The growing demand for increased
public revenue and reduced economic distortions through a greater reliance on
user charges for public services and
restructured general tax systems presuppose public
institutional/managerial capacities for
the definition of clear priorities and
concentration on quality for efficient and effective public spending. Such
adjustments entail policy changes in the health sector whose impact would raise
issues of social entitlement (as rights), political relations, population
effects etc. Zambia has already experienced political upheavals with very
momentous consequences for the political system arising out of popular
disenchantment with deteriorating conditions of living.
The second major trend is demographic.
The past two decades have shown a rising population growth rate currently
estimated at 3.2 per cent per annum. A high fertility rate of 220 per 1000
women aged 14‑49 accounts for much of the population growth pressures as are
more enabling factors such as culture.
Current figures suggest that 20 per cent of the population is under five
years. The social service needs of such a large number of children are immense
and likely to increase in the 1990s.
The third trend is the emergency of
new viral and aggressive parasitic infections such as HIV/AIDS and chloroquine
resistant malaria and tuberculosis. These epidemiological trends pose new
threats to public health and to child care in particular. One emerging
consequence of HIV/AIDS specifically, is the inevitable increase in orphaned
children. The decade's new "Children in Distress" , will themselves
either be victims of the HIV virus or of the effects of loss of parental care,
including malnutrition and psychological trauma.
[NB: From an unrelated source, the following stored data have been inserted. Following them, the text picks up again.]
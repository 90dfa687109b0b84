//! Request builders for scans and searches.

use crate::cache::OperationKind;
use crate::error::{Error, Result};
use crate::proto;
use crate::types::{
    normalize_weights, AnnSearch, Filter, KeywordSearch, OutputSpec, Probe, Rerank, SearchParams,
};

/// Field list sent by the identifier-and-score pass.
const SLIM_OUTPUT: &str = "id";

/// Documents addressed by a scan.
#[derive(Debug, Clone, Default, PartialEq)]
pub struct ScanTarget {
    /// Restrict to these identifiers; empty means no restriction.
    pub document_ids: Vec<String>,
    pub filter: Option<Filter>,
}

impl ScanTarget {
    pub fn all() -> Self {
        Self::default()
    }

    pub fn ids<I, S>(ids: I) -> Self
    where
        I: IntoIterator<Item = S>,
        S: Into<String>,
    {
        Self {
            document_ids: ids.into_iter().map(Into::into).collect(),
            filter: None,
        }
    }

    pub fn filtered(filter: Filter) -> Self {
        Self {
            document_ids: Vec::new(),
            filter: Some(filter),
        }
    }

    /// Scan condition for the hit range `[offset, offset + limit)`.
    pub fn condition(&self, offset: usize, limit: usize, output: &OutputSpec) -> proto::QueryCond {
        proto::QueryCond {
            document_ids: self.document_ids.clone(),
            filter: filter_cond(&self.filter),
            retrieve_vector: output.vector,
            limit: limit as u64,
            offset: offset as u64,
            output_fields: output.fields.clone(),
        }
    }
}

/// Condition fetching exactly `ids`, used by rehydration.
pub fn fetch_by_ids(ids: Vec<String>, output: &OutputSpec) -> proto::QueryCond {
    proto::QueryCond {
        limit: ids.len() as u64,
        document_ids: ids,
        filter: String::new(),
        retrieve_vector: output.vector,
        offset: 0,
        output_fields: output.fields.clone(),
    }
}

/// A probe-based search that the client can split and enrich.
pub trait SearchQuery: Send + Sync {
    /// Operation kind of the full-output call.
    const KIND: OperationKind;

    /// Number of probes carried by one call.
    fn probe_count(&self) -> usize;

    /// Reject malformed requests before any call.
    fn validate(&self) -> Result<()>;

    /// Search condition without paging or output selection.
    fn base_condition(&self) -> proto::SearchCond;

    /// Condition for hits `[offset, offset + limit)` of every probe.
    fn condition(
        &self,
        offset: usize,
        limit: usize,
        output: &OutputSpec,
    ) -> Result<proto::SearchCond> {
        Ok(proto::SearchCond {
            offset: wire_u32("offset", offset)?,
            limit: wire_u32("limit", limit)?,
            retrieve_vector: output.vector,
            output_fields: output.fields.clone(),
            ..self.base_condition()
        })
    }

    /// Condition returning identifiers and scores only.
    fn slim_condition(&self, offset: usize, limit: usize) -> Result<proto::SearchCond> {
        Ok(proto::SearchCond {
            offset: wire_u32("offset", offset)?,
            limit: wire_u32("limit", limit)?,
            retrieve_vector: false,
            output_fields: vec![SLIM_OUTPUT.to_string()],
            ..self.base_condition()
        })
    }
}

/// Search cursors are 32-bit on the wire.
fn wire_u32(name: &str, value: usize) -> Result<u32> {
    u32::try_from(value)
        .map_err(|_| Error::Validation(format!("search {name} {value} exceeds {}", u32::MAX)))
}

/// Dense similarity search.
#[derive(Debug, Clone, PartialEq)]
pub struct VectorQuery {
    pub probes: Vec<Probe>,
    pub filter: Option<Filter>,
    pub params: Option<SearchParams>,
}

impl VectorQuery {
    pub fn new(probes: Vec<Probe>) -> Self {
        Self {
            probes,
            filter: None,
            params: None,
        }
    }

    pub fn with_filter(mut self, filter: Filter) -> Self {
        self.filter = Some(filter);
        self
    }

    pub fn with_params(mut self, params: SearchParams) -> Self {
        self.params = Some(params);
        self
    }
}

impl SearchQuery for VectorQuery {
    const KIND: OperationKind = OperationKind::Search;

    fn probe_count(&self) -> usize {
        self.probes.len()
    }

    fn validate(&self) -> Result<()> {
        if self.probes.is_empty() {
            return Err(Error::Validation("search needs at least one probe".to_string()));
        }
        if !Probe::uniform(&self.probes) {
            return Err(Error::Validation(
                "all probes of a search must have the same type".to_string(),
            ));
        }
        Ok(())
    }

    fn base_condition(&self) -> proto::SearchCond {
        let mut cond = proto::SearchCond {
            params: self.params.map(search_params),
            filter: filter_cond(&self.filter),
            ..Default::default()
        };
        for probe in &self.probes {
            match probe {
                Probe::Vector(v) => cond.vectors.push(proto::VectorArray { vector: v.clone() }),
                Probe::Text(t) => cond.embedding_items.push(t.clone()),
                Probe::DocumentId(id) => cond.document_ids.push(id.clone()),
            }
        }
        cond
    }
}

/// Dense + keyword search fused by a server-side rerank.
#[derive(Debug, Clone, Default, PartialEq)]
pub struct HybridQuery {
    pub ann: Option<AnnSearch>,
    pub keyword: Option<KeywordSearch>,
    pub rerank: Option<Rerank>,
    pub filter: Option<Filter>,
}

impl HybridQuery {
    pub fn new() -> Self {
        Self::default()
    }

    pub fn ann(mut self, ann: AnnSearch) -> Self {
        self.ann = Some(ann);
        self
    }

    pub fn keyword(mut self, keyword: KeywordSearch) -> Self {
        self.keyword = Some(keyword);
        self
    }

    pub fn rerank(mut self, rerank: Rerank) -> Self {
        self.rerank = Some(rerank);
        self
    }

    pub fn with_filter(mut self, filter: Filter) -> Self {
        self.filter = Some(filter);
        self
    }
}

impl SearchQuery for HybridQuery {
    const KIND: OperationKind = OperationKind::HybridSearch;

    fn probe_count(&self) -> usize {
        let ann = self.ann.as_ref().map_or(0, |a| a.probes.len());
        let keyword = self.keyword.as_ref().map_or(0, |k| k.probes.len());
        ann.max(keyword)
    }

    fn validate(&self) -> Result<()> {
        let ann = self.ann.as_ref().map(|a| a.probes.len());
        let keyword = self.keyword.as_ref().map(|k| k.probes.len());
        match (ann, keyword) {
            (None, None) | (Some(0), None) | (None, Some(0)) | (Some(0), Some(0)) => {
                return Err(Error::Validation(
                    "hybrid search needs dense or keyword probes".to_string(),
                ));
            }
            (Some(a), Some(k)) if a != k => {
                return Err(Error::Validation(format!(
                    "dense and keyword probe counts differ: {a} vs {k}"
                )));
            }
            _ => {}
        }
        if let Some(ann) = &self.ann {
            if !Probe::uniform(&ann.probes) {
                return Err(Error::Validation(
                    "all dense probes must have the same type".to_string(),
                ));
            }
        }
        if let Some(Rerank::Weighted { fields, weights }) = &self.rerank {
            if fields.len() != weights.len() {
                return Err(Error::Validation(format!(
                    "weighted rerank has {} fields but {} weights",
                    fields.len(),
                    weights.len()
                )));
            }
        }
        Ok(())
    }

    fn base_condition(&self) -> proto::SearchCond {
        let mut cond = proto::SearchCond {
            filter: filter_cond(&self.filter),
            rerank_params: self.rerank.as_ref().map(rerank_params),
            ..Default::default()
        };
        if let Some(ann) = &self.ann {
            let mut data = proto::AnnData {
                field_name: ann.field_name.clone(),
                params: ann.params.map(search_params),
                limit: ann.limit.unwrap_or_default(),
                ..Default::default()
            };
            for probe in &ann.probes {
                match probe {
                    Probe::Vector(v) => data.data.push(proto::VectorArray { vector: v.clone() }),
                    Probe::Text(t) => data.data_expr.push(t.clone()),
                    Probe::DocumentId(id) => data.document_ids.push(id.clone()),
                }
            }
            cond.ann.push(data);
        }
        if let Some(keyword) = &self.keyword {
            cond.sparse.push(proto::SparseData {
                field_name: keyword.field_name.clone(),
                data: keyword
                    .probes
                    .iter()
                    .map(|sv| proto::SparseVectorArray {
                        sp_vector: sv
                            .iter()
                            .map(|&(term_id, score)| proto::SparseVecItem { term_id, score })
                            .collect(),
                    })
                    .collect(),
                limit: keyword.limit.unwrap_or_default(),
            });
        }
        cond
    }
}

fn filter_cond(filter: &Option<Filter>) -> String {
    filter.as_ref().map(|f| f.cond().to_string()).unwrap_or_default()
}

fn search_params(params: SearchParams) -> proto::SearchParams {
    let mut p = proto::SearchParams::default();
    match params {
        SearchParams::Ef(ef) => p.ef = ef,
        SearchParams::Nprobe(n) => p.nprobe = n,
        SearchParams::Radius(r) => p.radius = r,
    }
    p
}

fn rerank_params(rerank: &Rerank) -> proto::RerankParams {
    let mut p = proto::RerankParams {
        method: rerank.method().to_string(),
        ..Default::default()
    };
    match rerank {
        Rerank::Weighted { fields, weights } => {
            p.weights = fields.iter().cloned().zip(normalize_weights(weights)).collect();
        }
        Rerank::Rrf { k } => {
            if let Some(k) = k {
                p.rrf_k = *k as i32;
            }
        }
    }
    p
}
The rise of AIDS has also compounded the crisis of restorative
medicine. At personnel level these epidemiological trends signal health worker
stress or "burnout" in the face of increasing mortality. The current
medical profession's attempts at developing guidelines and policies to deal
with AIDs is challenged by the dearth of systematic research on the effect of
the disease on physicians' attitudes and practices. These issues deserve sustained attention at
the level of policy and research. The
critical question is to what extent are conventional forms of health care
adequate to meet what is emerging as a complex demand structure of physical,
social and psychological problems in the population?
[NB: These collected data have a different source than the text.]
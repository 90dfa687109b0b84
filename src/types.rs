//! Core types shared by requests and results.

use serde::{Deserialize, Serialize};
use std::collections::HashMap;

/// Sparse vector as ordered `(term_id, weight)` pairs.
pub type SparseVector = Vec<(u32, f32)>;

/// A scalar field value attached to a record.
#[derive(Debug, Clone, PartialEq)]
pub enum FieldValue {
    /// UTF-8 string.
    String(String),
    /// Unsigned integer.
    Uint(u64),
    /// Double; negative integers travel as doubles too.
    Double(f64),
    /// Array of strings.
    StringArray(Vec<String>),
    /// Arbitrary JSON blob.
    Json(serde_json::Value),
}

impl FieldValue {
    /// Map a signed integer onto the wire's field kinds.
    pub fn from_i64(v: i64) -> Self {
        if v < 0 {
            FieldValue::Double(v as f64)
        } else {
            FieldValue::Uint(v as u64)
        }
    }
}

impl From<&str> for FieldValue {
    fn from(v: &str) -> Self {
        FieldValue::String(v.to_string())
    }
}

impl From<String> for FieldValue {
    fn from(v: String) -> Self {
        FieldValue::String(v)
    }
}

impl From<u64> for FieldValue {
    fn from(v: u64) -> Self {
        FieldValue::Uint(v)
    }
}

impl From<i64> for FieldValue {
    fn from(v: i64) -> Self {
        FieldValue::from_i64(v)
    }
}

impl From<f64> for FieldValue {
    fn from(v: f64) -> Self {
        FieldValue::Double(v)
    }
}

impl From<Vec<String>> for FieldValue {
    fn from(v: Vec<String>) -> Self {
        FieldValue::StringArray(v)
    }
}

impl From<serde_json::Value> for FieldValue {
    fn from(v: serde_json::Value) -> Self {
        FieldValue::Json(v)
    }
}

/// A document as stored in, or returned from, the remote collection.
#[derive(Debug, Clone, Default, PartialEq)]
pub struct Record {
    /// Document identifier.
    pub id: String,
    /// Similarity score, present on search results.
    pub score: Option<f32>,
    /// Dense vector, present when requested.
    pub vector: Option<Vec<f32>>,
    /// Sparse vector, present when requested.
    pub sparse_vector: Option<SparseVector>,
    /// Scalar fields.
    pub fields: HashMap<String, FieldValue>,
}

impl Record {
    /// Create a record with only an identifier.
    pub fn new(id: impl Into<String>) -> Self {
        Self {
            id: id.into(),
            ..Default::default()
        }
    }

    /// Builder-style field setter.
    pub fn with_field(mut self, name: impl Into<String>, value: impl Into<FieldValue>) -> Self {
        self.fields.insert(name.into(), value.into());
        self
    }

    /// Look up a field by name.
    pub fn field(&self, name: &str) -> Option<&FieldValue> {
        self.fields.get(name)
    }
}

/// Per-probe search results, in probe order.
pub type ProbeResults = Vec<Vec<Record>>;

/// Read consistency requested from the server.
#[derive(Debug, Clone, Copy, Default, PartialEq, Eq, Serialize, Deserialize)]
#[serde(rename_all = "camelCase")]
pub enum ReadConsistency {
    #[default]
    EventualConsistency,
    StrongConsistency,
}

impl ReadConsistency {
    /// Wire representation.
    pub fn as_str(&self) -> &'static str {
        match self {
            ReadConsistency::EventualConsistency => "eventualConsistency",
            ReadConsistency::StrongConsistency => "strongConsistency",
        }
    }

    /// Parse the wire representation.
    pub fn parse(s: &str) -> Option<Self> {
        match s {
            "eventualConsistency" => Some(ReadConsistency::EventualConsistency),
            "strongConsistency" => Some(ReadConsistency::StrongConsistency),
            _ => None,
        }
    }
}

/// Scalar filter condition, composed as a server-side expression string.
#[derive(Debug, Clone, PartialEq, Eq)]
pub struct Filter {
    cond: String,
}

impl Filter {
    pub fn new(cond: impl Into<String>) -> Self {
        Self { cond: cond.into() }
    }

    pub fn and(mut self, cond: &str) -> Self {
        self.cond = format!("{} and ({})", self.cond, cond);
        self
    }

    pub fn or(mut self, cond: &str) -> Self {
        self.cond = format!("{} or ({})", self.cond, cond);
        self
    }

    pub fn and_not(mut self, cond: &str) -> Self {
        self.cond = format!("{} and not ({})", self.cond, cond);
        self
    }

    pub fn or_not(mut self, cond: &str) -> Self {
        self.cond = format!("{} or not ({})", self.cond, cond);
        self
    }

    /// `key include (v1,v2)`.
    pub fn include(key: &str, values: &[FilterValue]) -> String {
        format!("{} include ({})", key, join_values(values))
    }

    /// `key exclude (v1,v2)`.
    pub fn exclude(key: &str, values: &[FilterValue]) -> String {
        format!("{} exclude ({})", key, join_values(values))
    }

    /// `key include all (v1,v2)`.
    pub fn include_all(key: &str, values: &[FilterValue]) -> String {
        format!("{} include all ({})", key, join_values(values))
    }

    /// `key in (v1,v2)`.
    pub fn is_in(key: &str, values: &[FilterValue]) -> String {
        format!("{} in ({})", key, join_values(values))
    }

    /// `key not in (v1,v2)`.
    pub fn not_in(key: &str, values: &[FilterValue]) -> String {
        format!("{} not in ({})", key, join_values(values))
    }

    /// The condition expression sent to the server.
    pub fn cond(&self) -> &str {
        &self.cond
    }
}

/// A literal inside a filter list expression.
#[derive(Debug, Clone, PartialEq)]
pub enum FilterValue {
    Str(String),
    Num(f64),
}

impl From<&str> for FilterValue {
    fn from(v: &str) -> Self {
        FilterValue::Str(v.to_string())
    }
}

impl From<u64> for FilterValue {
    fn from(v: u64) -> Self {
        FilterValue::Num(v as f64)
    }
}

fn join_values(values: &[FilterValue]) -> String {
    values
        .iter()
        .map(|v| match v {
            FilterValue::Str(s) => format!("\"{}\"", s),
            FilterValue::Num(n) => n.to_string(),
        })
        .collect::<Vec<_>>()
        .join(",")
}

/// Index-specific search effort parameter.
#[derive(Debug, Clone, Copy, PartialEq)]
pub enum SearchParams {
    /// HNSW candidate list size.
    Ef(u32),
    /// IVF cluster probe count.
    Nprobe(u32),
    /// Range search radius.
    Radius(f32),
}

/// One query point of a search.
#[derive(Debug, Clone, PartialEq)]
pub enum Probe {
    /// Dense query vector.
    Vector(Vec<f32>),
    /// Text to be embedded server-side.
    Text(String),
    /// Use the stored vector of an existing document.
    DocumentId(String),
}

impl Probe {
    fn kind(&self) -> u8 {
        match self {
            Probe::Vector(_) => 0,
            Probe::Text(_) => 1,
            Probe::DocumentId(_) => 2,
        }
    }

    /// True when every probe has the same variant.
    pub fn uniform(probes: &[Probe]) -> bool {
        probes
            .first()
            .map(|first| probes.iter().all(|p| p.kind() == first.kind()))
            .unwrap_or(true)
    }
}

/// Dense sub-search of a hybrid search.
#[derive(Debug, Clone, PartialEq)]
pub struct AnnSearch {
    /// Vector field name.
    pub field_name: String,
    pub probes: Vec<Probe>,
    pub params: Option<SearchParams>,
    /// Candidates retrieved by this sub-search before fusion.
    pub limit: Option<u32>,
}

impl AnnSearch {
    pub fn new(probes: Vec<Probe>) -> Self {
        Self {
            field_name: "vector".to_string(),
            probes,
            params: None,
            limit: None,
        }
    }
}

/// Sparse (keyword) sub-search of a hybrid search.
#[derive(Debug, Clone, PartialEq)]
pub struct KeywordSearch {
    /// Sparse vector field name.
    pub field_name: String,
    pub probes: Vec<SparseVector>,
    pub limit: Option<u32>,
}

impl KeywordSearch {
    pub fn new(probes: Vec<SparseVector>) -> Self {
        Self {
            field_name: "sparse_vector".to_string(),
            probes,
            limit: None,
        }
    }
}

/// How the server fuses dense and sparse candidates.
#[derive(Debug, Clone, PartialEq)]
pub enum Rerank {
    /// Weighted sum of per-field scores.
    Weighted { fields: Vec<String>, weights: Vec<f32> },
    /// Reciprocal rank fusion.
    Rrf { k: Option<u32> },
}

impl Rerank {
    /// Method name on the wire.
    pub fn method(&self) -> &'static str {
        match self {
            Rerank::Weighted { .. } => "weighted",
            Rerank::Rrf { .. } => "rrf",
        }
    }
}

/// Normalize weights to sum to one.
///
/// Weights are returned unchanged when they sum to zero, contain a negative
/// value, or are all zero.
pub fn normalize_weights(weights: &[f32]) -> Vec<f32> {
    let total: f32 = weights.iter().sum();
    if total == 0.0 || weights.iter().any(|w| *w < 0.0) || weights.iter().all(|w| *w == 0.0) {
        return weights.to_vec();
    }
    weights.iter().map(|w| w / total).collect()
}

/// Which parts of each record the caller wants back.
#[derive(Debug, Clone, Default, PartialEq, Eq)]
pub struct OutputSpec {
    /// Scalar fields to return; empty means all.
    pub fields: Vec<String>,
    /// Whether to return the dense vector.
    pub vector: bool,
}

impl OutputSpec {
    pub fn all() -> Self {
        Self::default()
    }

    pub fn with_vector(mut self) -> Self {
        self.vector = true;
        self
    }

    pub fn fields<I, S>(fields: I) -> Self
    where
        I: IntoIterator<Item = S>,
        S: Into<String>,
    {
        Self {
            fields: fields.into_iter().map(Into::into).collect(),
            vector: false,
        }
    }
}

#[cfg(test)]
mod tests {
    use super::*;

    #[test]
    fn test_record_builder() {
        let rec = Record::new("doc-1")
            .with_field("title", "hello")
            .with_field("page", 3u64)
            .with_field("delta", -2i64);
        assert_eq!(rec.id, "doc-1");
        assert_eq!(rec.field("title"), Some(&FieldValue::String("hello".to_string())));
        assert_eq!(rec.field("page"), Some(&FieldValue::Uint(3)));
        assert_eq!(rec.field("delta"), Some(&FieldValue::Double(-2.0)));
        assert!(rec.score.is_none());
    }

    #[test]
    fn test_filter_composition() {
        let filter = Filter::new(Filter::is_in("author", &["a".into(), "b".into()]))
            .and("page > 10")
            .or_not(&Filter::exclude("tag", &[3u64.into()]));
        assert_eq!(
            filter.cond(),
            "author in (\"a\",\"b\") and (page > 10) or not (tag exclude (3))"
        );
    }

    #[test]
    fn test_filter_include_all() {
        let cond = Filter::include_all("tags", &["x".into(), "y".into()]);
        assert_eq!(cond, "tags include all (\"x\",\"y\")");
    }

    #[test]
    fn test_normalize_weights() {
        assert_eq!(normalize_weights(&[1.0, 3.0]), vec![0.25, 0.75]);
        assert_eq!(normalize_weights(&[0.0, 0.0]), vec![0.0, 0.0]);
        assert_eq!(normalize_weights(&[-1.0, 2.0]), vec![-1.0, 2.0]);
    }

    #[test]
    fn test_probe_uniform() {
        assert!(Probe::uniform(&[]));
        assert!(Probe::uniform(&[
            Probe::Vector(vec![1.0]),
            Probe::Vector(vec![2.0])
        ]));
        assert!(!Probe::uniform(&[
            Probe::Vector(vec![1.0]),
            Probe::Text("q".to_string())
        ]));
    }

    #[test]
    fn test_read_consistency_wire() {
        for rc in [
            ReadConsistency::EventualConsistency,
            ReadConsistency::StrongConsistency,
        ] {
            assert_eq!(ReadConsistency::parse(rc.as_str()), Some(rc));
        }
        assert_eq!(ReadConsistency::parse("bogus"), None);
    }
}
If the ultimate goal of our health
system remains that of creating a healthy future for ourselves and our
children, then active efforts at imaging desirable trends to
improve the quality of life of people in Zambia and other developing countries,
ought to be explored.
As in all areas of human intervention,
there are bound to be serious obstacles in exploring any new strategy for a
healthy future. The first is the lack of public/community understanding about
health, illness and human potential. There are still deeply rooted beliefs in
Zambian society which functions to support the view that health and illness are
not subject to individual control. Beliefs in witchcraft cut across various
segments of society.
Secondly, there is the dependence upon
a mechanistic paradigm and mythology of medicine that gives undue emphasis to
the role of medical professionals to exclusion of other disciplines. Hence,
there will be need to increase awareness of the impact of personal behavior
(lifestyle) on health and well-being; provision of more public health-relevant
information leading to greater awareness; and application of quality of working
and social life concepts in social and economic policy interventions.
Dogmatic/traditional thinking and
expectations about the health care system as well as lack of cooperation,
collaboration, communication and inappropriate competition between health care
providers within the modern health system as well as between traditional and
modern systems are obstacles likely to hinder health improvements. There are in
contrast, many positive impacts of technology on communications, diagnosis and
treatment; recognition of the differential roles of social categories such as
women and children in health promotion in addition to greater consumer power in
health services which are trends likely to facilitate the process of attaining
improvements in thinking about the nature and realization of well-being.